Return every line of the records that includes the string "response".

◇ ◇ ◇ ◇ ◇

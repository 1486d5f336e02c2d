// Driftlab Engine — Model Gateway
//
// Uniform call contract to an external OpenAI-compatible chat model and
// embedding model. The agent and judge roles carry independent endpoints,
// temperatures, and timeouts (the judge is colder). Transient failures are
// retried with capped exponential backoff; terminal failures degrade to
// well-defined sentinels instead of aborting the episode.

use crate::atoms::config::{GatewayConfig, GatewayRole, RoleConfig};
use crate::atoms::error::{EngineError, EngineResult};
use async_trait::async_trait;
use log::{error, info, warn};
use reqwest::Client;
use serde_json::{json, Value};
use std::time::Duration;

// ── Retry policy ───────────────────────────────────────────────────────────

/// Total attempts per call (1 initial + 2 retries).
pub const MAX_ATTEMPTS: u32 = 3;

/// Initial backoff delay in milliseconds (doubles each retry).
const INITIAL_BACKOFF_MS: u64 = 200;

/// Check if an HTTP status code represents a transient/retryable error.
pub fn is_retryable_status(status: u16) -> bool {
    matches!(status, 429 | 500 | 502 | 503 | 504 | 529)
}

/// Backoff before retry `attempt` (1-based): 200 ms, 400 ms, …
async fn backoff(attempt: u32) {
    let delay = INITIAL_BACKOFF_MS * 2u64.pow(attempt.saturating_sub(1));
    tokio::time::sleep(Duration::from_millis(delay)).await;
}

// ── Call contract ──────────────────────────────────────────────────────────

/// Uniform seam over the external chat + embedding models. Safe for
/// concurrent use from many experiment workers.
#[async_trait]
pub trait ChatModel: Send + Sync {
    /// One-shot completion for the given caller role.
    async fn complete(
        &self,
        role: GatewayRole,
        system_prompt: &str,
        user_prompt: &str,
    ) -> EngineResult<String>;

    /// Dense vector for a text. Errors surface as `ModelUnavailable`.
    async fn embed(&self, text: &str) -> EngineResult<Vec<f32>>;
}

/// Result of a completion threaded through the episode procedure.
/// Gateway degradation is data, not an exception: only genuinely fatal
/// conditions abort the experiment loop.
#[derive(Debug, Clone, PartialEq)]
pub enum CompletionOutcome {
    Ok(String),
    /// Terminal gateway failure; carries the degradation reason. The
    /// episode records the canned fallback text, forces strategy=polite,
    /// and flags `gateway_fallback` metadata.
    Fallback(String),
}

/// Canned reply recorded when the agent model is unreachable.
pub const FALLBACK_COMPLETION: &str =
    "I'm sorry, I'm having trouble processing your request right now. \
     Please bear with me while I look into it.";

/// Complete, degrading to `Fallback` on terminal gateway failure.
pub async fn complete_or_fallback(
    model: &dyn ChatModel,
    role: GatewayRole,
    system_prompt: &str,
    user_prompt: &str,
) -> CompletionOutcome {
    match model.complete(role, system_prompt, user_prompt).await {
        Ok(text) => CompletionOutcome::Ok(text),
        Err(e) => {
            warn!("[gateway] completion degraded to fallback: {}", e);
            CompletionOutcome::Fallback(e.to_string())
        }
    }
}

/// Embed, degrading to the empty sentinel vector on terminal failure.
pub async fn embed_or_sentinel(model: &dyn ChatModel, text: &str) -> Vec<f32> {
    match model.embed(text).await {
        Ok(v) => v,
        Err(e) => {
            warn!("[gateway] embedding degraded to sentinel: {}", e);
            Vec::new()
        }
    }
}

// ── OpenAI-compatible implementation ───────────────────────────────────────

/// Gateway to any OpenAI-compatible REST API (chat completions and
/// embeddings), with per-role endpoint/model/temperature settings.
pub struct OpenAiGateway {
    client: Client,
    config: GatewayConfig,
}

impl OpenAiGateway {
    pub fn new(config: GatewayConfig) -> Self {
        OpenAiGateway {
            client: Client::builder()
                .connect_timeout(Duration::from_secs(10))
                .build()
                .unwrap_or_default(),
            config,
        }
    }

    fn role_config(&self, role: GatewayRole) -> &RoleConfig {
        match role {
            GatewayRole::Agent => &self.config.agent,
            GatewayRole::Judge => &self.config.judge,
        }
    }

    /// Map a reqwest error to the gateway error taxonomy.
    fn classify(e: reqwest::Error, timeout_secs: u64) -> EngineError {
        if e.is_timeout() {
            EngineError::ModelTimeout(timeout_secs * 1000)
        } else {
            EngineError::ModelUnavailable(format!("HTTP request failed: {e}"))
        }
    }

    async fn post_with_retry(
        &self,
        url: &str,
        api_key: &str,
        body: &Value,
        timeout_secs: u64,
        what: &str,
    ) -> EngineResult<Value> {
        let mut last_err = EngineError::ModelUnavailable("no attempt made".into());

        for attempt in 1..=MAX_ATTEMPTS {
            if attempt > 1 {
                backoff(attempt - 1).await;
                warn!("[gateway] {} retry {}/{}", what, attempt, MAX_ATTEMPTS);
            }

            let mut req = self
                .client
                .post(url)
                .header("Content-Type", "application/json")
                .timeout(Duration::from_secs(timeout_secs));
            if !api_key.is_empty() {
                req = req.header("Authorization", format!("Bearer {api_key}"));
            }

            let response = match req.json(body).send().await {
                Ok(r) => r,
                Err(e) => {
                    last_err = Self::classify(e, timeout_secs);
                    // Timeouts consume the whole budget; do not retry them.
                    if matches!(last_err, EngineError::ModelTimeout(_)) {
                        return Err(last_err);
                    }
                    continue;
                }
            };

            let status = response.status().as_u16();
            if !response.status().is_success() {
                let body_text = response.text().await.unwrap_or_default();
                let detail = body_text.chars().take(200).collect::<String>();
                error!("[gateway] {} error {}: {}", what, status, detail);

                // Auth errors are never retried.
                if status == 401 || status == 403 {
                    return Err(EngineError::ModelUnavailable(format!(
                        "auth rejected ({status})"
                    )));
                }
                last_err = EngineError::ModelUnavailable(format!("API error {status}: {detail}"));
                if is_retryable_status(status) && attempt < MAX_ATTEMPTS {
                    continue;
                }
                return Err(last_err);
            }

            return response
                .json::<Value>()
                .await
                .map_err(|e| EngineError::ModelUnavailable(format!("bad {what} body: {e}")));
        }

        Err(last_err)
    }
}

#[async_trait]
impl ChatModel for OpenAiGateway {
    async fn complete(
        &self,
        role: GatewayRole,
        system_prompt: &str,
        user_prompt: &str,
    ) -> EngineResult<String> {
        let rc = self.role_config(role);
        let url = format!("{}/chat/completions", rc.base_url.trim_end_matches('/'));

        let body = json!({
            "model": rc.model,
            "messages": [
                {"role": "system", "content": system_prompt},
                {"role": "user", "content": user_prompt},
            ],
            "temperature": rc.temperature,
            "max_tokens": rc.max_tokens,
        });

        info!("[gateway] {:?} completion via {} model={}", role, url, rc.model);

        let v = self
            .post_with_retry(&url, &rc.api_key, &body, rc.timeout_secs, "completion")
            .await?;

        v["choices"][0]["message"]["content"]
            .as_str()
            .map(|s| s.trim().to_string())
            .filter(|s| !s.is_empty())
            .ok_or_else(|| {
                EngineError::ModelUnavailable("no completion content in response".into())
            })
    }

    async fn embed(&self, text: &str) -> EngineResult<Vec<f32>> {
        let ec = &self.config.embedding;
        let url = format!("{}/embeddings", ec.base_url.trim_end_matches('/'));

        let body = json!({
            "model": ec.model,
            "input": text,
        });

        let v = self
            .post_with_retry(&url, &ec.api_key, &body, ec.timeout_secs, "embedding")
            .await?;

        let embedding = v["data"][0]["embedding"]
            .as_array()
            .ok_or_else(|| {
                EngineError::ModelUnavailable("no 'data[0].embedding' array in response".into())
            })?
            .iter()
            .filter_map(|x| x.as_f64().map(|f| f as f32))
            .collect::<Vec<f32>>();

        if embedding.is_empty() {
            return Err(EngineError::ModelUnavailable(
                "empty embedding vector in response".into(),
            ));
        }

        Ok(embedding)
    }
}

◇ ◇ ◇ ◇ ◇

Solution to this exercise:
            let response = match req.json(body).send().await {
            let status = response.status().as_u16();
            if !response.status().is_success() {
                let body_text = response.text().await.unwrap_or_default();
            return response
                EngineError::ModelUnavailable("no completion content in response".into())
                EngineError::ModelUnavailable("no 'data[0].embedding' array in response".into())
                "empty embedding vector in response".into(),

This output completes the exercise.